Member of the National Assembly
- Incumbent
- Assumed office 6 February 2024

Personal details
- Born: 27 July 1959 (age 66) Kalinovik, PR Bosnia and Herzegovina, FPR Yugoslavia
- Party: MI–GIN (2023–present)
- Alma mater: Military Academy
- Occupation: Politician; general; professor;

Military service
- Allegiance: SFR Yugoslavia; FR Yugoslavia; Serbia;
- Branch/service: Yugoslav Ground Forces; Yugoslav Army; Serbian Army;
- Years of service: 1984–2014
- Rank: Major General
- Battles/wars: Bosnian War

= Mitar Kovač =

Serbian politician

Mitar Kovač (Митар Ковач; born 27 July 1959) is a Serbian politician, university professor and retired major general who was elected to the National Assembly in the 2023 parliamentary election.

== Early life, education and military career ==
Kovač was born on 27 July 1959 in Ulog, Kalinovik, PR Bosnia and Herzegovina, FPR Yugoslavia.

He graduated from the Military Academy in Belgrade in 1981, then completed postgraduate studies in military sciences in 1990, and in 1998 he received his doctorate in the field of war skills as the youngest doctor of military sciences. He also completed the School of National Defense, as well as general staff training in 2002.

He briefly fought in the Bosnian War as a member of the Army of Republika Srpska.

He worked as a researcher at the Institute for Strategic Research and was president of the editorial board of the magazine Vojno delo for two terms.

From 2004 to 2010, he was the head of the Directorate for Strategic Planning in the Ministry of Defense, and from 2010 to 2013, he was the head of the Directorate for Planning and Development of the Serbian Armed Forces in the General Staff.

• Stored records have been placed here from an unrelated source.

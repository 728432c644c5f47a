//! Extraction configuration

use crate::error::{Error, Result};
use crate::format::{CodeFormatter, FormatterAdapter, PrettierFormatter};
use serde::{Deserialize, Serialize};
use std::path::Path;
use std::sync::Arc;

/// How a code block without a label is handled
#[derive(Debug, Clone, Copy, PartialEq, Eq, Default, Serialize, Deserialize)]
#[serde(rename_all = "lowercase")]
pub enum LabelPolicy {
    /// Abort extraction of the whole page
    #[default]
    Strict,
    /// Skip the block (or a failed page) with a diagnostic and carry on
    Lenient,
}

impl std::fmt::Display for LabelPolicy {
    fn fmt(&self, f: &mut std::fmt::Formatter<'_>) -> std::fmt::Result {
        match self {
            LabelPolicy::Strict => write!(f, "strict"),
            LabelPolicy::Lenient => write!(f, "lenient"),
        }
    }
}

/// Configuration for snippet extraction
#[derive(Debug, Clone, Serialize, Deserialize)]
pub struct ExtractConfig {
    /// File extensions that mark a snippet as in scope
    #[serde(default = "default_target_extensions")]
    pub target_extensions: Vec<String>,

    /// Attribute holding the snippet label
    #[serde(default = "default_label_attribute")]
    pub label_attribute: String,

    /// Tag of code-bearing elements
    #[serde(default = "default_block_tag")]
    pub block_tag: String,

    /// Missing label handling
    #[serde(default)]
    pub label_policy: LabelPolicy,

    /// External formatter settings
    #[serde(default)]
    pub formatter: FormatterConfig,

    /// Crawl mode settings
    #[serde(default)]
    pub crawl: CrawlConfig,
}

/// Formatter configuration
#[derive(Debug, Clone, Serialize, Deserialize)]
pub struct FormatterConfig {
    /// Run the formatter at all; when off, recovered text is hashed as is
    #[serde(default = "default_true")]
    pub enabled: bool,

    /// Formatter executable
    #[serde(default = "default_formatter_command")]
    pub command: String,

    /// Arguments placed before `--parser`, e.g. `["prettier"]` with `command = "npx"`
    #[serde(default)]
    pub args: Vec<String>,

    /// Grammar the formatter parses snippets with
    #[serde(default = "default_formatter_parser")]
    pub parser: String,
}

/// Crawl configuration
#[derive(Debug, Clone, Serialize, Deserialize, Default)]
pub struct CrawlConfig {
    /// Sitemap listing the pages to crawl
    pub sitemap_url: Option<String>,

    /// Only pages whose URL path contains this substring are crawled
    pub path_filter: Option<String>,
}

fn default_target_extensions() -> Vec<String> {
    vec!["ts".to_string(), "tsx".to_string()]
}

fn default_label_attribute() -> String {
    "aria-label".to_string()
}

fn default_block_tag() -> String {
    "pre".to_string()
}

fn default_true() -> bool {
    true
}

fn default_formatter_command() -> String {
    "prettier".to_string()
}

fn default_formatter_parser() -> String {
    "typescript".to_string()
}

impl Default for FormatterConfig {
    fn default() -> Self {
        Self {
            enabled: true,
            command: default_formatter_command(),
            args: Vec::new(),
            parser: default_formatter_parser(),
        }
    }
}

impl Default for ExtractConfig {
    fn default() -> Self {
        Self {
            target_extensions: default_target_extensions(),
            label_attribute: default_label_attribute(),
            block_tag: default_block_tag(),
            label_policy: LabelPolicy::default(),
            formatter: FormatterConfig::default(),
            crawl: CrawlConfig::default(),
        }
    }
}

impl ExtractConfig {
    /// Load configuration from a TOML file, or return defaults if it does not exist
    pub fn load_or_default(path: &Path) -> Result<Self> {
        if !path.exists() {
            return Ok(Self::default());
        }

        let content = std::fs::read_to_string(path).map_err(|source| Error::Io {
            path: path.to_path_buf(),
            source,
        })?;

        Self::from_toml(&content).map_err(|reason| Error::Config {
            path: path.to_path_buf(),
            reason,
        })
    }

    /// Parse configuration from TOML text
    pub fn from_toml(content: &str) -> std::result::Result<Self, String> {
        let config: ExtractConfig = toml::from_str(content).map_err(|e| e.to_string())?;
        if config.target_extensions.is_empty() {
            return Err("target_extensions must not be empty".to_string());
        }
        Ok(config)
    }

    /// Build the formatter adapter described by this configuration
    pub fn formatter_adapter(&self) -> FormatterAdapter {
        if !self.formatter.enabled {
            return FormatterAdapter::passthrough();
        }

        let formatter: Arc<dyn CodeFormatter> = Arc::new(
            PrettierFormatter::new(&self.formatter.command, &self.formatter.parser)
                .with_args(self.formatter.args.iter().cloned()),
        );
        FormatterAdapter::new(formatter)
    }
}

#[cfg(test)]
mod tests {
    use super::*;

    #[test]
    fn test_default_config() {
        let config = ExtractConfig::default();
        assert_eq!(config.target_extensions, vec!["ts", "tsx"]);
        assert_eq!(config.label_attribute, "aria-label");
        assert_eq!(config.block_tag, "pre");
        assert_eq!(config.label_policy, LabelPolicy::Strict);
        assert!(config.formatter.enabled);
        assert_eq!(config.formatter.parser, "typescript");
    }

    #[test]
    fn test_partial_toml_keeps_defaults() {
        let config = ExtractConfig::from_toml(
            r#"
label_policy = "lenient"

[crawl]
sitemap_url = "https://example.com/sitemap.xml"
path_filter = "/docs/"
"#,
        )
        .unwrap();

        assert_eq!(config.label_policy, LabelPolicy::Lenient);
        assert_eq!(config.target_extensions, vec!["ts", "tsx"]);
        assert_eq!(config.crawl.path_filter.as_deref(), Some("/docs/"));
        assert_eq!(config.formatter.command, "prettier");
        assert!(config.formatter.args.is_empty());
    }

    #[test]
    fn test_formatter_args() {
        let config = ExtractConfig::from_toml(
            r#"
[formatter]
command = "npx"
args = ["prettier"]
"#,
        )
        .unwrap();

        assert_eq!(config.formatter.command, "npx");
        assert_eq!(config.formatter.args, vec!["prettier"]);
        assert_eq!(config.formatter.parser, "typescript");
        assert!(format!("{:?}", config.formatter_adapter()).contains("npx"));
    }

    #[test]
    fn test_empty_extension_list_rejected() {
        assert!(ExtractConfig::from_toml("target_extensions = []").is_err());
    }

    #[test]
    fn test_missing_file_gives_defaults() {
        let dir = tempfile::tempdir().unwrap();
        let config = ExtractConfig::load_or_default(&dir.path().join("snipprint.toml")).unwrap();
        assert_eq!(config.label_policy, LabelPolicy::Strict);
    }

    #[test]
    fn test_invalid_file_reports_path() {
        let dir = tempfile::tempdir().unwrap();
        let path = dir.path().join("snipprint.toml");
        std::fs::write(&path, "label_policy = \"sometimes\"").unwrap();

        let err = ExtractConfig::load_or_default(&path).unwrap_err();
        assert!(matches!(err, Error::Config { .. }));
    }
}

Between 2013 and 2014, he was the head of the Directorate for Strategic Planning once again.

He retired on 22 December 2014 at his personal request. As a defense military expert, he appeared at the trial of Ratko Mladić at the ICTY.

He is a professor at the Faculty of Project and Innovation Management.

== Political career ==
He was elected to the National Assembly in the 2023 parliamentary election as a candidate of the right-wing populist We–The Voice from the People political organization.